=== DATA RECORDS ===

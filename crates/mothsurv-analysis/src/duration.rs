//! Adult survival durations at half-day resolution
//!
//! The duration of an individual is the number of half-day slots between its
//! emergence stamp and its death stamp. In days this is the calendar date
//! difference adjusted by half a day when the two observations fall in
//! different periods:
//!
//! | emergence | death | adjustment |
//! |-----------|-------|------------|
//! | AM        | AM    | 0          |
//! | AM        | PM    | +0.5       |
//! | PM        | AM    | -0.5       |
//! | PM        | PM    | 0          |

use std::fmt;

use serde::Serialize;

use crate::{
    dataset::Dataset,
    record::{HalfDayStamp, Individual, Sex, Temperature},
};

/// Elapsed adult lifespan as a whole number of half-days.
#[derive(Debug, Clone, Copy, PartialEq, Eq, PartialOrd, Ord, Hash, Serialize)]
pub struct SurvivalDuration {
    half_days: u32,
}

impl SurvivalDuration {
    #[must_use]
    pub const fn from_half_days(half_days: u32) -> Self {
        Self { half_days }
    }

    /// Duration between two stamps, or `None` if `death` precedes `emergence`.
    ///
    /// ```
    /// use chrono::NaiveDate;
    /// use mothsurv_analysis::{
    ///     duration::SurvivalDuration,
    ///     record::{DayPeriod, HalfDayStamp},
    /// };
    ///
    /// let day = |d| NaiveDate::from_ymd_opt(2023, 6, d).unwrap();
    /// let emergence = HalfDayStamp::new(day(10), DayPeriod::Morning);
    /// let death = HalfDayStamp::new(day(14), DayPeriod::Afternoon);
    /// let duration = SurvivalDuration::between(emergence, death).unwrap();
    /// assert_eq!(duration.as_days(), 4.5);
    /// assert_eq!(duration.half_days(), 9);
    /// ```
    #[must_use]
    pub fn between(emergence: HalfDayStamp, death: HalfDayStamp) -> Option<Self> {
        let diff = death.index() - emergence.index();
        u32::try_from(diff).ok().map(Self::from_half_days)
    }

    #[must_use]
    pub const fn half_days(self) -> u32 {
        self.half_days
    }

    #[must_use]
    pub fn as_days(self) -> f64 {
        f64::from(self.half_days) / 2.0
    }
}

impl fmt::Display for SurvivalDuration {
    fn fmt(&self, f: &mut fmt::Formatter<'_>) -> fmt::Result {
        write!(f, "{:.1} d", self.as_days())
    }
}

/// An individual eligible for survival analysis: covariates plus duration.
#[derive(Debug, Clone, PartialEq, Serialize)]
pub struct SurvivalSubject {
    pub id: String,
    pub sex: Sex,
    pub acclimation: Temperature,
    pub exposure: Temperature,
    pub pupal_mass: Option<f64>,
    pub duration: SurvivalDuration,
}

impl SurvivalSubject {
    /// Builds a subject from an individual with both stamps.
    ///
    /// Returns `None` when either stamp is missing or death precedes
    /// emergence; loading rejects the latter, so in practice only missing
    /// stamps yield `None`.
    #[must_use]
    pub fn from_individual(individual: &Individual) -> Option<Self> {
        let duration = SurvivalDuration::between(individual.emergence?, individual.death?)?;
        Some(Self {
            id: individual.id.clone(),
            sex: individual.sex,
            acclimation: individual.acclimation,
            exposure: individual.exposure,
            pupal_mass: individual.pupal_mass,
            duration,
        })
    }
}

/// All individuals of the dataset with a complete lifespan, in input order.
#[must_use]
pub fn survival_subjects(dataset: &Dataset) -> Vec<SurvivalSubject> {
    dataset
        .individuals
        .iter()
        .filter_map(SurvivalSubject::from_individual)
        .collect()
}

#[cfg(test)]
mod tests {
    use chrono::NaiveDate;

    use super::*;
    use crate::record::DayPeriod;

    fn stamp(day: u32, period: DayPeriod) -> HalfDayStamp {
        HalfDayStamp::new(NaiveDate::from_ymd_opt(2023, 6, day).unwrap(), period)
    }

    #[test]
    fn test_half_day_adjustments() {
        use DayPeriod::{Afternoon as Pm, Morning as Am};
        let cases = [
            (stamp(10, Am), stamp(14, Am), 4.0),
            (stamp(10, Am), stamp(14, Pm), 4.5),
            (stamp(10, Pm), stamp(14, Am), 3.5),
            (stamp(10, Pm), stamp(14, Pm), 4.0),
            (stamp(10, Am), stamp(10, Am), 0.0),
            (stamp(10, Am), stamp(10, Pm), 0.5),
        ];
        for (emergence, death, days) in cases {
            let duration = SurvivalDuration::between(emergence, death).unwrap();
            assert_eq!(duration.as_days(), days, "{emergence} -> {death}");
        }
    }

    #[test]
    fn test_month_boundary() {
        let emergence = HalfDayStamp::new(
            NaiveDate::from_ymd_opt(2023, 6, 29).unwrap(),
            DayPeriod::Afternoon,
        );
        let death = HalfDayStamp::new(
            NaiveDate::from_ymd_opt(2023, 7, 2).unwrap(),
            DayPeriod::Morning,
        );
        let duration = SurvivalDuration::between(emergence, death).unwrap();
        assert_eq!(duration.as_days(), 2.5);
    }

    #[test]
    fn test_negative_duration_is_rejected() {
        assert!(SurvivalDuration::between(stamp(12, DayPeriod::Morning), stamp(11, DayPeriod::Afternoon)).is_none());
    }

    #[test]
    fn test_subject_requires_both_stamps() {
        let individual = Individual {
            id: "x".into(),
            sex: Sex::Male,
            acclimation: Temperature::from_celsius_whole(20),
            exposure: Temperature::from_celsius_whole(25),
            emergence: Some(stamp(10, DayPeriod::Morning)),
            death: None,
            pupal_mass: None,
            notes: None,
        };
        assert!(SurvivalSubject::from_individual(&individual).is_none());
        let complete = Individual {
            death: Some(stamp(11, DayPeriod::Morning)),
            ..individual
        };
        let subject = SurvivalSubject::from_individual(&complete).unwrap();
        assert_eq!(subject.duration.half_days(), 2);
    }
}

=== EXERCISE OBJECTIVE ===
Transcribe every record above exactly as it appears.

=== WRITTEN RESPONSE ===
filename crates/mothsurv-analysis/src/duration.rs
//! Adult survival durations at half-day resolution
//!
//! The duration of an individual is the number of half-day slots between its
//! emergence stamp and its death stamp. In days this is the calendar date
//! difference adjusted by half a day when the two observations fall in
//! different periods:
//!
//! | emergence | death | adjustment |
//! |-----------|-------|------------|
//! | AM        | AM    | 0          |
//! | AM        | PM    | +0.5       |
//! | PM        | AM    | -0.5       |
//! | PM        | PM    | 0          |

use std::fmt;

use serde::Serialize;

use crate::{
    dataset::Dataset,
    record::{HalfDayStamp, Individual, Sex, Temperature},
};

/// Elapsed adult lifespan as a whole number of half-days.
#[derive(Debug, Clone, Copy, PartialEq, Eq, PartialOrd, Ord, Hash, Serialize)]
pub struct SurvivalDuration {
    half_days: u32,
}

impl SurvivalDuration {
    #[must_use]
    pub const fn from_half_days(half_days: u32) -> Self {
        Self { half_days }
    }

    /// Duration between two stamps, or `None` if `death` precedes `emergence`.
    ///
    /// ```
    /// use chrono::NaiveDate;
    /// use mothsurv_analysis::{
    ///     duration::SurvivalDuration,
    ///     record::{DayPeriod, HalfDayStamp},
    /// };
    ///
    /// let day = |d| NaiveDate::from_ymd_opt(2023, 6, d).unwrap();
    /// let emergence = HalfDayStamp::new(day(10), DayPeriod::Morning);
    /// let death = HalfDayStamp::new(day(14), DayPeriod::Afternoon);
    /// let duration = SurvivalDuration::between(emergence, death).unwrap();
    /// assert_eq!(duration.as_days(), 4.5);
    /// assert_eq!(duration.half_days(), 9);
    /// ```
    #[must_use]
    pub fn between(emergence: HalfDayStamp, death: HalfDayStamp) -> Option<Self> {
        let diff = death.index() - emergence.index();
        u32::try_from(diff).ok().map(Self::from_half_days)
    }

    #[must_use]
    pub const fn half_days(self) -> u32 {
        self.half_days
    }

    #[must_use]
    pub fn as_days(self) -> f64 {
        f64::from(self.half_days) / 2.0
    }
}

impl fmt::Display for SurvivalDuration {
    fn fmt(&self, f: &mut fmt::Formatter<'_>) -> fmt::Result {
        write!(f, "{:.1} d", self.as_days())
    }
}

/// An individual eligible for survival analysis: covariates plus duration.
#[derive(Debug, Clone, PartialEq, Serialize)]
pub struct SurvivalSubject {
    pub id: String,
    pub sex: Sex,
    pub acclimation: Temperature,
    pub exposure: Temperature,
    pub pupal_mass: Option<f64>,
    pub duration: SurvivalDuration,
}

impl SurvivalSubject {
    /// Builds a subject from an individual with both stamps.
    ///
    /// Returns `None` when either stamp is missing or death precedes
    /// emergence; loading rejects the latter, so in practice only missing
    /// stamps yield `None`.
    #[must_use]
    pub fn from_individual(individual: &Individual) -> Option<Self> {
        let duration = SurvivalDuration::between(individual.emergence?, individual.death?)?;
        Some(Self {
            id: individual.id.clone(),
            sex: individual.sex,
            acclimation: individual.acclimation,
            exposure: individual.exposure,
            pupal_mass: individual.pupal_mass,
            duration,
        })
    }
}

/// All individuals of the dataset with a complete lifespan, in input order.
#[must_use]
pub fn survival_subjects(dataset: &Dataset) -> Vec<SurvivalSubject> {
    dataset
        .individuals
        .iter()
        .filter_map(SurvivalSubject::from_individual)
        .collect()
}

#[cfg(test)]
mod tests {
    use chrono::NaiveDate;

    use super::*;
    use crate::record::DayPeriod;

    fn stamp(day: u32, period: DayPeriod) -> HalfDayStamp {
        HalfDayStamp::new(NaiveDate::from_ymd_opt(2023, 6, day).unwrap(), period)
    }

    #[test]
    fn test_half_day_adjustments() {
        use DayPeriod::{Afternoon as Pm, Morning as Am};
        let cases = [
            (stamp(10, Am), stamp(14, Am), 4.0),
            (stamp(10, Am), stamp(14, Pm), 4.5),
            (stamp(10, Pm), stamp(14, Am), 3.5),
            (stamp(10, Pm), stamp(14, Pm), 4.0),
            (stamp(10, Am), stamp(10, Am), 0.0),
            (stamp(10, Am), stamp(10, Pm), 0.5),
        ];
        for (emergence, death, days) in cases {
            let duration = SurvivalDuration::between(emergence, death).unwrap();
            assert_eq!(duration.as_days(), days, "{emergence} -> {death}");
        }
    }

    #[test]
    fn test_month_boundary() {
        let emergence = HalfDayStamp::new(
            NaiveDate::from_ymd_opt(2023, 6, 29).unwrap(),
            DayPeriod::Afternoon,
        );
        let death = HalfDayStamp::new(
            NaiveDate::from_ymd_opt(2023, 7, 2).unwrap(),
            DayPeriod::Morning,
        );
        let duration = SurvivalDuration::between(emergence, death).unwrap();
        assert_eq!(duration.as_days(), 2.5);
    }

    #[test]
    fn test_negative_duration_is_rejected() {
        assert!(SurvivalDuration::between(stamp(12, DayPeriod::Morning), stamp(11, DayPeriod::Afternoon)).is_none());
    }

    #[test]
    fn test_subject_requires_both_stamps() {
        let individual = Individual {
            id: "x".into(),
            sex: Sex::Male,
            acclimation: Temperature::from_celsius_whole(20),
            exposure: Temperature::from_celsius_whole(25),
            emergence: Some(stamp(10, DayPeriod::Morning)),
            death: None,
            pupal_mass: None,
            notes: None,
        };
        assert!(SurvivalSubject::from_individual(&individual).is_none());
        let complete = Individual {
            death: Some(stamp(11, DayPeriod::Morning)),
            ..individual
        };
        let subject = SurvivalSubject::from_individual(&complete).unwrap();
        assert_eq!(subject.duration.half_days(), 2);
    }
}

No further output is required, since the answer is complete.